## Work to be completed
Show every line of the data that includes the word "target".

## Extracted material
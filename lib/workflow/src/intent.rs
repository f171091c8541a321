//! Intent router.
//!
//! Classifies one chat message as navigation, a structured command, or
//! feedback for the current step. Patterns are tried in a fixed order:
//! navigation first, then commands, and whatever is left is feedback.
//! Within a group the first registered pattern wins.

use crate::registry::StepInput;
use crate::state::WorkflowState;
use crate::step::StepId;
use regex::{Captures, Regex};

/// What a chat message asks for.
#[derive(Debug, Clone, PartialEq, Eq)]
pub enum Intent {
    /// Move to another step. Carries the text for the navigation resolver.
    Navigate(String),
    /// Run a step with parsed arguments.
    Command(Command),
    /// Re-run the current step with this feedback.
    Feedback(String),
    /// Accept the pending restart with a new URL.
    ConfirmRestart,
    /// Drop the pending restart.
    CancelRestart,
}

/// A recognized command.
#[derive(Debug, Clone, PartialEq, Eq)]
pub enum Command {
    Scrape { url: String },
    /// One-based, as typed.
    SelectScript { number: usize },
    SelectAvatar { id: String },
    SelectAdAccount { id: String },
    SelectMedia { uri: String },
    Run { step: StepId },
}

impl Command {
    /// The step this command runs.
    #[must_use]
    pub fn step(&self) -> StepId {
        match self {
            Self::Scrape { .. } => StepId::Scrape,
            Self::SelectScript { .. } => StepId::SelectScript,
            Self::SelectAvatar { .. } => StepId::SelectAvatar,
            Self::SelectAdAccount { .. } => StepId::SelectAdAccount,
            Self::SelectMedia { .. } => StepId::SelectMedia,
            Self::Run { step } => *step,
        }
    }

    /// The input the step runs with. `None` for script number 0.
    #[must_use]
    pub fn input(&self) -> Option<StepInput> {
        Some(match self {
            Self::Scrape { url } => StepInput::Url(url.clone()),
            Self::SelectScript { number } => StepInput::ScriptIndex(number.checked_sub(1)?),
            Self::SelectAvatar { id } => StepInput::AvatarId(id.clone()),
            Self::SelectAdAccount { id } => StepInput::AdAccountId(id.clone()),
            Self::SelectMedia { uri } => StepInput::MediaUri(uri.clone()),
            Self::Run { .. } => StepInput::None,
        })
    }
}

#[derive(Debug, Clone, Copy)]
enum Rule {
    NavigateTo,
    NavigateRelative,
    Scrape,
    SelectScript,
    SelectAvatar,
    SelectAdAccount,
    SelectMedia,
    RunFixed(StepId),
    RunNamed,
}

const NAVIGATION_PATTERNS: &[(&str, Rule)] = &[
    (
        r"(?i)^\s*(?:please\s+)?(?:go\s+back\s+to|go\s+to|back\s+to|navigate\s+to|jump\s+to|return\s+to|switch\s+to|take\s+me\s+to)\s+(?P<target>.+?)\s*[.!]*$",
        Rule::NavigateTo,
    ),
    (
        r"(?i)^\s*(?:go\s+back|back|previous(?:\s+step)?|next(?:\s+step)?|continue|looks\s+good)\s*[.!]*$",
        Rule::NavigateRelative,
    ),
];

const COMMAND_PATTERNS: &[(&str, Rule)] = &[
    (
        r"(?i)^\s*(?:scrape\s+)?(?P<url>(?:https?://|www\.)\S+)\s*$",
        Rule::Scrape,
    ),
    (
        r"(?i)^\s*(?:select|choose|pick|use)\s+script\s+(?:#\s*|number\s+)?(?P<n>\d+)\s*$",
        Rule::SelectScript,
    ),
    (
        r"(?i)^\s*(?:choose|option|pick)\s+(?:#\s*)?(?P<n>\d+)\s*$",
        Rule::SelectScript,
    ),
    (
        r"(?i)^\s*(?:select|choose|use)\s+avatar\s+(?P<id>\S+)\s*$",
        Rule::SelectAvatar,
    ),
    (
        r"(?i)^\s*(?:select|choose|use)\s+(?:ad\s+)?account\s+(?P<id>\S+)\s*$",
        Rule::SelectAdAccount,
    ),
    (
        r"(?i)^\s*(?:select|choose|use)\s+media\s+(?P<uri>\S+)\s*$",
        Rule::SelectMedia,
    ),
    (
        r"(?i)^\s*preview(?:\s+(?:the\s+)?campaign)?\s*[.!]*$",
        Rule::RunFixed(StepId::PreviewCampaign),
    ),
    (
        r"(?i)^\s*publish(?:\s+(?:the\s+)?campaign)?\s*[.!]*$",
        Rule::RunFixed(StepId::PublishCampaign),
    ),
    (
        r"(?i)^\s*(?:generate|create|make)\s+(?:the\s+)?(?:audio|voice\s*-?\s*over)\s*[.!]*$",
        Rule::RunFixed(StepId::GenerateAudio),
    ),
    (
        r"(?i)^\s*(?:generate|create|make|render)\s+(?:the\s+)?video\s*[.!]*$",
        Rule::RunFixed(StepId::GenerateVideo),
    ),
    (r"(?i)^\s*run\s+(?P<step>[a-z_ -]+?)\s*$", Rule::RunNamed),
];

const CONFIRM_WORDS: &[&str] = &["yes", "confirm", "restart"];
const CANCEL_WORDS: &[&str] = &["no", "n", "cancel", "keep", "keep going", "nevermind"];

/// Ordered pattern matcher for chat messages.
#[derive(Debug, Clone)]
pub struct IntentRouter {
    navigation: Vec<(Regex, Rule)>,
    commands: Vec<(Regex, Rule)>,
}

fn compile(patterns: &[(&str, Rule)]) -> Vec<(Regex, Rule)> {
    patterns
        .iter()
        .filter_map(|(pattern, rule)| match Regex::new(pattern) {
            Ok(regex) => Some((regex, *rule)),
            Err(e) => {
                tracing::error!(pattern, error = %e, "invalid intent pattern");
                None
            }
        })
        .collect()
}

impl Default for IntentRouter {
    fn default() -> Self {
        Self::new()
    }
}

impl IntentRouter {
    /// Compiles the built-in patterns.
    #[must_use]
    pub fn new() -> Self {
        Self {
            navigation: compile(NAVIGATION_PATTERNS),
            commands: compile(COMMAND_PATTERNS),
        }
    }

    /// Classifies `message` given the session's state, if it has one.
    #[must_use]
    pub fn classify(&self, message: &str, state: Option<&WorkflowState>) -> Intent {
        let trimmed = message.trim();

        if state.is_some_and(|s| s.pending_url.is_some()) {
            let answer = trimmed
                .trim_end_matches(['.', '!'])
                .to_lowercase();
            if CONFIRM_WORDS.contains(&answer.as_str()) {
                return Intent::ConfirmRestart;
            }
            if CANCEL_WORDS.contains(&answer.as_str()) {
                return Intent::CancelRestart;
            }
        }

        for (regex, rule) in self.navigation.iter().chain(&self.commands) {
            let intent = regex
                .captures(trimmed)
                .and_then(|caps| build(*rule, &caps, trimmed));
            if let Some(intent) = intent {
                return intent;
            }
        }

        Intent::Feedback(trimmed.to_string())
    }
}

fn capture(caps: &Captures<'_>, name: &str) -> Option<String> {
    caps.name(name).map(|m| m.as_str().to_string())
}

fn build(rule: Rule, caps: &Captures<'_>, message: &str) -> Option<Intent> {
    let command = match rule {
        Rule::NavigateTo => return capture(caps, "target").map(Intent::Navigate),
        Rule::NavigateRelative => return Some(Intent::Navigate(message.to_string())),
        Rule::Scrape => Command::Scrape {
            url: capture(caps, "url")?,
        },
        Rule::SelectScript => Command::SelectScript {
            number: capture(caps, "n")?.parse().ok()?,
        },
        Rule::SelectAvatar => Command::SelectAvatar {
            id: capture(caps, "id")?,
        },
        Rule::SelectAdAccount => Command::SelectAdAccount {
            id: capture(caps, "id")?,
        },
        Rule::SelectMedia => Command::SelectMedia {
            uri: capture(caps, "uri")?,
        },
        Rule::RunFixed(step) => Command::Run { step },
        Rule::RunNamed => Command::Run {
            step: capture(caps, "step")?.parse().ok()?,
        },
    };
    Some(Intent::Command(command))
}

## Response area
        r"(?i)^\s*(?:please\s+)?(?:go\s+back\s+to|go\s+to|back\s+to|navigate\s+to|jump\s+to|return\s+to|switch\s+to|take\s+me\s+to)\s+(?P<target>.+?)\s*[.!]*$",
        Rule::NavigateTo => return capture(caps, "target").map(Intent::Navigate),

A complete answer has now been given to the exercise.